Japan filed a complaint with the WTO over South Korean shipbuilding support practices back in November 2018. That led to talks between the two in December 2018 that did not produce any agreement. When more than a year passed without agreement, Japan had the option, under the WTO rules of asking for the WTO to form a dispute resolution panel. That hasn’t happened, so it looks likely that this latest request is more of an attempt to revive the existing WTO negotiations than the filing of a new complaint.

Talks on shipbuilding overcapacity have been going on for many years under the auspices of another international trade organization, the OECD, by its Working Party 6 (WP6).

It last met in December, and a statement issued on January 24 by the Shipbuilders’ Association of Japan may shed some light on why Japan has now gone back to the WTO.

Towards Establishment of Fair Competitive Environment in Shipbuilding

Statement of SAJ on the Breakdown of Negotiations at OECD WP6 –

The on-going over-supply situation keeps pressurizing the global shipbuilding industry, with unsustainably low price order activities prevailing, resulting in evermore severe distortions in international shipbuilding. This situation is primarily attributable to governmental supports in some shipbuilding nations.

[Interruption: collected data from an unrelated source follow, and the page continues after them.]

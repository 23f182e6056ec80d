//! Automatic auth, beta, version, and static header injection.
//!
//! [`apply`] runs before URL building, in four ordered steps:
//!
//! 1. auth: bearer or named header, or a query param with the configured key.
//! 2. beta: configured beta headers, or a beta `Version` param that also
//!    satisfies the version step.
//! 3. version: the standard `Version` param, unless beta already supplied one.
//! 4. static extra headers.
//!
//! The helper adds at most one `Version` param per call.

use tracing::trace;

use crate::config::{AuthMode, BetaMode, ClientConfiguration, VersionMode};
use crate::error::{ClientError, ClientResult};
use crate::request::{Header, Request};
use crate::routing::{PathParam, PathParamVecExt};

/// Decorate `request` and `params` according to `config`.
///
/// # Errors
///
/// Configuration errors when the mode asks for a value the configuration
/// does not have: [`ClientError::NoApiKey`], [`ClientError::NoBetaHeader`],
/// [`ClientError::NoBetaVersion`], [`ClientError::NoVersion`].
pub fn apply(
    config: &ClientConfiguration,
    request: &mut Request,
    params: &mut Vec<PathParam>,
) -> ClientResult<()> {
    apply_auth(config, request, params)?;
    let version_satisfied = apply_beta(config, request, params)?;
    if !version_satisfied {
        apply_version(config, params)?;
    }
    for header in &config.extra_headers {
        request.inject_header(header.clone());
    }
    trace!(
        "Auto params applied for {}: {} param(s)",
        config.api_name,
        params.len()
    );
    Ok(())
}

fn apply_auth(
    config: &ClientConfiguration,
    request: &mut Request,
    params: &mut Vec<PathParam>,
) -> ClientResult<()> {
    if config.auth == AuthMode::None {
        return Ok(());
    }
    let key = config.resolve_api_key().ok_or_else(|| ClientError::NoApiKey {
        api: config.api_name.clone(),
    })?;

    match &config.auth {
        AuthMode::None => {}
        AuthMode::Bearer => {
            request.inject_header(Header::new("Authorization", format!("Bearer {key}")));
        }
        AuthMode::Header { name } => {
            request.inject_header(Header::new(name.clone(), key.into_owned()));
        }
        AuthMode::Query { key: name } => {
            params.remove_query(name);
            params.push(PathParam::query(name.clone(), key));
        }
    }
    Ok(())
}

/// Returns `true` when the beta step supplied the version param.
fn apply_beta(
    config: &ClientConfiguration,
    request: &mut Request,
    params: &mut Vec<PathParam>,
) -> ClientResult<bool> {
    match config.beta {
        BetaMode::None => Ok(false),
        BetaMode::Header => {
            if config.beta_headers.is_empty() {
                return Err(ClientError::NoBetaHeader {
                    api: config.api_name.clone(),
                });
            }
            for header in &config.beta_headers {
                request.inject_header(header.clone());
            }
            Ok(false)
        }
        BetaMode::Path => {
            let version = config
                .beta_version
                .as_deref()
                .filter(|v| !v.is_empty())
                .ok_or_else(|| ClientError::NoBetaVersion {
                    api: config.api_name.clone(),
                })?;
            params.push(PathParam::version(version));
            Ok(true)
        }
    }
}

fn apply_version(config: &ClientConfiguration, params: &mut Vec<PathParam>) -> ClientResult<()> {
    match config.version_mode {
        VersionMode::None => Ok(()),
        VersionMode::Path => {
            let version = config
                .version
                .as_deref()
                .filter(|v| !v.is_empty())
                .ok_or_else(|| ClientError::NoVersion {
                    api: config.api_name.clone(),
                })?;
            params.push(PathParam::version(version));
            Ok(())
        }
    }
}

#[cfg(test)]
mod tests {
    use super::*;
    use crate::routing::{Operation, RouteBuilder, RouteTable};

    fn base() -> ClientConfiguration {
        ClientConfiguration::new("Test", "https://host/{ver}")
    }

    fn header_names(request: &Request) -> Vec<String> {
        request.header_list().into_iter().map(|h| h.name).collect()
    }

    #[test]
    fn bearer_auth_adds_header() {
        let config = base().with_api_key("abc").with_auth(AuthMode::Bearer);
        let mut req = Request::new();
        let mut params = Vec::new();
        apply(&config, &mut req, &mut params).unwrap();
        let headers = req.header_list();
        assert_eq!(headers[0].name, "Authorization");
        assert_eq!(headers[0].value, "Bearer abc");
        assert!(params.is_empty());
    }

    #[test]
    fn named_header_auth() {
        let config = base().with_api_key("abc").with_auth(AuthMode::Header {
            name: "x-api-key".into(),
        });
        let mut req = Request::new();
        apply(&config, &mut req, &mut Vec::new()).unwrap();
        assert_eq!(req.header_list()[0].value, "abc");
    }

    #[test]
    fn query_auth_appears_exactly_once() {
        let config = base()
            .with_api_key("abc")
            .with_auth(AuthMode::Query { key: "K".into() })
            .with_version(VersionMode::Path, "v1");
        let routes = RouteTable::new("models").with(Operation::List, "models");
        let mut req = Request::new();
        let mut params = vec![PathParam::query("K", "abc"), PathParam::query("page", 2)];
        apply(&config, &mut req, &mut params).unwrap();

        let url = RouteBuilder::build(&config.base_url, Operation::List, &routes, None, &params)
            .unwrap();
        assert_eq!(url.matches("K=abc").count(), 1);
        assert!(url.starts_with("https://host/v1/models?"));
    }

    #[test]
    fn missing_key_fails() {
        let config = base().with_auth(AuthMode::Bearer);
        let err = apply(&config, &mut Request::new(), &mut Vec::new()).unwrap_err();
        assert!(matches!(err, ClientError::NoApiKey { .. }));
    }

    #[test]
    fn key_from_environment() {
        let var = "CRUDKIT_TEST_AUTO_PARAMS_KEY";
        // SAFETY: the variable name is unique to this test.
        unsafe { std::env::set_var(var, "from-env") };
        let config = base().with_api_key_env(var).with_auth(AuthMode::Bearer);
        let mut req = Request::new();
        apply(&config, &mut req, &mut Vec::new()).unwrap();
        assert_eq!(req.header_list()[0].value, "Bearer from-env");
        unsafe { std::env::remove_var(var) };
    }

    #[test]
    fn beta_path_wins_over_version() {
        let config = base()
            .with_version(VersionMode::Path, "v1")
            .with_beta_path("v1beta");
        let mut params = Vec::new();
        apply(&config, &mut Request::new(), &mut params).unwrap();
        assert_eq!(params.version_count(), 1);
        assert_eq!(params[0], PathParam::version("v1beta"));
    }

    #[test]
    fn standard_version_when_no_beta_path() {
        let config = base().with_version(VersionMode::Path, "v1");
        let mut params = Vec::new();
        apply(&config, &mut Request::new(), &mut params).unwrap();
        assert_eq!(params, vec![PathParam::version("v1")]);
    }

    #[test]
    fn beta_header_mode_still_injects_version() {
        let config = base()
            .with_version(VersionMode::Path, "v1")
            .with_beta_header("OpenAI-Beta", "assistants=v2");
        let mut req = Request::new();
        let mut params = Vec::new();
        apply(&config, &mut req, &mut params).unwrap();
        assert_eq!(params.version_count(), 1);
        assert_eq!(header_names(&req), vec!["OpenAI-Beta"]);
    }

    #[test]
    fn missing_beta_settings_fail() {
        let mut config = base();
        config.beta = BetaMode::Header;
        let err = apply(&config, &mut Request::new(), &mut Vec::new()).unwrap_err();
        assert!(matches!(err, ClientError::NoBetaHeader { .. }));

        config.beta = BetaMode::Path;
        let err = apply(&config, &mut Request::new(), &mut Vec::new()).unwrap_err();
        assert!(matches!(err, ClientError::NoBetaVersion { .. }));
    }

    #[test]
    fn missing_version_fails() {
        let mut config = base();
        config.version_mode = VersionMode::Path;
        let err = apply(&config, &mut Request::new(), &mut Vec::new()).unwrap_err();
        assert!(matches!(err, ClientError::NoVersion { .. }));
    }

    #[test]
    fn headers_follow_auth_beta_static_order() {
        let config = base()
            .with_api_key("k")
            .with_auth(AuthMode::Bearer)
            .with_beta_header("Beta", "1")
            .with_extra_header("Static", "s");
        let mut req = Request::new().with_header("PerCall", "p");
        apply(&config, &mut req, &mut Vec::new()).unwrap();
        assert_eq!(
            header_names(&req),
            vec!["Authorization", "Beta", "Static", "PerCall"]
        );
    }
}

Massive fund injections and financial supports dishonoring international rules to companies in fatal state by governmental financial institutions have resulted in preserving superfluous capacity that should have been dismissed from the market, and have naturally distorted fair international competition, putting sustainability of shipbuilding industry in danger.

The Shipbuilders’ Association of Japan (SAJ) has all along earnestly worked towards seeking fair international competitive environment, but to our disappointment, at the OECD WP6 Meeting in last December, the opinion of a certain member state has caused stoppage of the efforts to discuss the framework in realizing fair competitive conditions.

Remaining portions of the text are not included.